Chocolate mini bites with a chili kick

Chocolate Chili mini bites

Friday was a big day for me, my last day after working in the same place for nearly nine and a half years! As is tradition when somebody arrives or leaves we had a big communal coffee morning, known locally as a Beano.

This isn't the place to describe the perfectly chosen flowers, photos and other gifts I was given, the lovely speech (though Stuart did you really need to bring up the rugby tackling incident?), or the sniffing on my part. But I would like to say a big Thank You again to everybody involved in giving me such a fantastic send off - you know who you are! Anyway, enough of the sentimental stuff now, if you are reading this blog you probably want me to shut up and get to the food part.
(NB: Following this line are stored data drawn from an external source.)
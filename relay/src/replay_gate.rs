//! ReplayGate: Axum middleware ahead of `/messages/send`. The
//! nonce cache and sequence tracker are locked together for the whole
//! check-then-insert sequence so an accept decision has one serialization
//! point, not a check-then-insert race between two handlers.

use crate::error::RelayError;
use crate::routes::messages::SendMessageBody;
use crate::state::{conversation_id, now_ms, AppContext, NonceCacheEntry};
use axum::body::{to_bytes, Body};
use axum::extract::{Request, State};
use axum::middleware::Next;
use axum::response::Response;
use axum::Extension;

const FRESHNESS_WINDOW_MS: i64 = 5 * 60 * 1000;
const FUTURE_SKEW_MS: i64 = 60 * 1000;
const SEQUENCE_GAP_WARNING: u64 = 10;

pub async fn replay_gate(
    State(ctx): State<AppContext>,
    Extension(sender_id): Extension<String>,
    request: Request,
    next: Next,
) -> Result<Response, RelayError> {
    let state = &ctx.state;
    let audit = &ctx.audit;
    let (parts, body) = request.into_parts();
    let bytes = to_bytes(body, 64 * 1024 * 1024)
        .await
        .map_err(|e| RelayError::BadRequest(e.to_string()))?;
    let payload: SendMessageBody =
        serde_json::from_slice(&bytes).map_err(|e| RelayError::BadRequest(e.to_string()))?;

    let (timestamp, sequence_number, nonce) =
        match (payload.timestamp, payload.sequence_number, payload.nonce.clone()) {
            (Some(t), Some(s), Some(n)) => (t, s, n),
            _ => {
                audit.replay_protection_missing_fields(&sender_id);
                return Err(RelayError::MissingReplayFields);
            }
        };

    let now = now_ms();
    let delta = now - timestamp;
    if delta < -FUTURE_SKEW_MS {
        audit.replay_attack_future_timestamp(&sender_id, delta);
        return Err(RelayError::MessageFromFuture);
    }
    if delta > FRESHNESS_WINDOW_MS {
        audit.replay_attack_old_timestamp(&sender_id, delta);
        return Err(RelayError::MessageTooOld);
    }

    let conv = conversation_id(&sender_id, &payload.recipient_id);
    {
        let mut nonce_cache = state.nonce_cache.lock().unwrap();
        let mut sequence_tracker = state.sequence_tracker.lock().unwrap();

        if let Some(previous) = nonce_cache.get(&nonce) {
            audit.replay_attack_duplicate_nonce(&sender_id, previous);
            return Err(RelayError::DuplicateNonce);
        }

        let last_seen = match sequence_tracker.get(&conv) {
            Some(seq) => *seq,
            None => state
                .messages
                .lock()
                .unwrap()
                .iter()
                .filter(|m| conversation_id(&m.sender_id, &m.recipient_id) == conv)
                .map(|m| m.record.sequence)
                .max()
                .unwrap_or(0),
        };
        if sequence_number <= last_seen {
            audit.replay_attack_invalid_sequence(&sender_id, &payload.recipient_id, sequence_number, last_seen);
            return Err(RelayError::InvalidSequence);
        }
        if sequence_number - last_seen > SEQUENCE_GAP_WARNING {
            audit.replay_protection_sequence_gap(&sender_id, sequence_number - last_seen);
        }

        nonce_cache.insert(
            nonce,
            NonceCacheEntry {
                timestamp,
                sender_id: sender_id.clone(),
                recipient_id: payload.recipient_id.clone(),
                sequence_number,
                accepted_at_ms: now,
            },
        );
        sequence_tracker.insert(conv, sequence_number);
    }
    audit.replay_protection_passed(&sender_id, &payload.recipient_id, sequence_number);

    let request = Request::from_parts(parts, Body::from(bytes));
    Ok(next.run(request).await)
}

#[cfg(test)]
mod tests {
    use super::*;

    #[test]
    fn send_message_body_deserializes_camel_case_fields() {
        let json = r#"{"recipientId":"bob","ciphertext":"AA==","iv":"AA==","tag":"AA==","timestamp":1,"sequenceNumber":1,"nonce":"0123456789abcdef"}"#;
        let body: SendMessageBody = serde_json::from_str(json).unwrap();
        assert_eq!(body.recipient_id, "bob");
        assert_eq!(body.sequence_number, Some(1));
    }
}
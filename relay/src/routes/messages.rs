//! `POST /messages/send`, `GET /messages/conversation/{peerId}`.
//! `send` is only ever reached behind the `ReplayGate` middleware, which has
//! already validated the replay triple by the time this handler runs.

use crate::error::RelayError;
use crate::state::{now_ms, AppContext, StoredMessage};
use axum::extract::{Path, State};
use axum::http::StatusCode;
use axum::{Extension, Json};
use cipherlink_core::aead::CipherRecordWire;
use serde::{Deserialize, Serialize};
use uuid::Uuid;

#[derive(Debug, Clone, Deserialize)]
#[serde(rename_all = "camelCase")]
pub struct SendMessageBody {
    pub recipient_id: String,
    pub ciphertext: String,
    pub iv: String,
    pub tag: String,
    pub timestamp: Option<i64>,
    pub sequence_number: Option<u64>,
    pub nonce: Option<String>,
}

#[derive(Serialize)]
#[serde(rename_all = "camelCase")]
pub struct SendMessageResponse {
    pub message_id: String,
    pub received_at_ms: i64,
}

pub async fn send_message(
    State(ctx): State<AppContext>,
    Extension(sender_id): Extension<String>,
    Json(body): Json<SendMessageBody>,
) -> Result<(StatusCode, Json<SendMessageResponse>), RelayError> {
    let record = CipherRecordWire {
        ciphertext: body.ciphertext,
        iv: body.iv,
        tag: body.tag,
        timestamp: body.timestamp,
        sequence_number: body.sequence_number,
        nonce: body.nonce,
    }
    .into_record()?;

    let message_id = Uuid::new_v4().to_string();
    let received_at_ms = now_ms();
    ctx.state.insert_message(StoredMessage {
        message_id: message_id.clone(),
        sender_id: sender_id.clone(),
        recipient_id: body.recipient_id.clone(),
        record,
        received_at_ms,
    })?;
    ctx.audit.message_sent(&sender_id, &body.recipient_id, &message_id);

    Ok((
        StatusCode::CREATED,
        Json(SendMessageResponse {
            message_id,
            received_at_ms,
        }),
    ))
}

#[derive(Serialize)]
#[serde(rename_all = "camelCase")]
pub struct ConversationMessage {
    pub message_id: String,
    pub sender_id: String,
    pub recipient_id: String,
    #[serde(flatten)]
    pub record: CipherRecordWire,
    pub received_at_ms: i64,
}

pub async fn get_conversation(
    State(ctx): State<AppContext>,
    Extension(self_id): Extension<String>,
    Path(peer_id): Path<String>,
) -> Result<Json<Vec<ConversationMessage>>, RelayError> {
    let messages = ctx.state.messages.lock().unwrap();
    let mut out: Vec<ConversationMessage> = messages
        .iter()
        .filter(|m| {
            (m.sender_id == self_id && m.recipient_id == peer_id)
                || (m.sender_id == peer_id && m.recipient_id == self_id)
        })
        .map(|m| ConversationMessage {
            message_id: m.message_id.clone(),
            sender_id: m.sender_id.clone(),
            recipient_id: m.recipient_id.clone(),
            record: CipherRecordWire::from(&m.record),
            received_at_ms: m.received_at_ms,
        })
        .collect();
    out.sort_by_key(|m| m.received_at_ms);

    ctx.audit.message_access(&self_id, &peer_id, out.len());
    Ok(Json(out))
}

#[cfg(test)]
mod tests {
    use super::*;

    #[test]
    fn send_message_body_deserializes_camel_case_fields() {
        let json = r#"{"recipientId":"bob","ciphertext":"AA==","iv":"AA==","tag":"AA==","timestamp":1,"sequenceNumber":1,"nonce":"0123456789abcdef"}"#;
        let body: SendMessageBody = serde_json::from_str(json).unwrap();
        assert_eq!(body.recipient_id, "bob");
        assert_eq!(body.sequence_number, Some(1));
    }
}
My offerings for the occasion were some Chocolate and Chili bites. These went very quickly and a few people asked for the recipe so I’m guessing they were a hit; you can find the original recipe for them on the Chocolate and Zucchini web site. These are very rich (more akin to a brownie rather than a muffin) and very tasty. I'd love to tell you all about how good for you they are with their antioxidant-rich dark chocolate but given their other major ingredients (lots and lots of butter and sugar) it would be terribly unethical of me to encourage their regular consumption on health grounds. What I will say is that these are suitably small so as not to make you feel too guilty, and that a little of what you fancy does you good.

A bottom of the fridge parsnip lunch

Parsnip Lunch

Today was not a day to go out to buy something for lunch – the weather forecast said “damaging winds gusting 60 to 70mph” and it was not exaggerating. It was so bad that every so often the wind gusts through the roof and makes the hatch from the landing to the loft lift up and drop with a bang (boy did that scare the cat!).

Lunch was therefore something concocted from the remainders in the fridge. The last of the virtuous seasonal, organic and local parsnips fried in a little olive oil and thyme, with a dollop of cottage cheese on the side and finished off with a sprinkling of seeds. The whole thing was surprisingly good; the sourness of the cottage cheese complemented the sweet, caramelised parsnips and the seeds added a welcome crunch to the whole thing.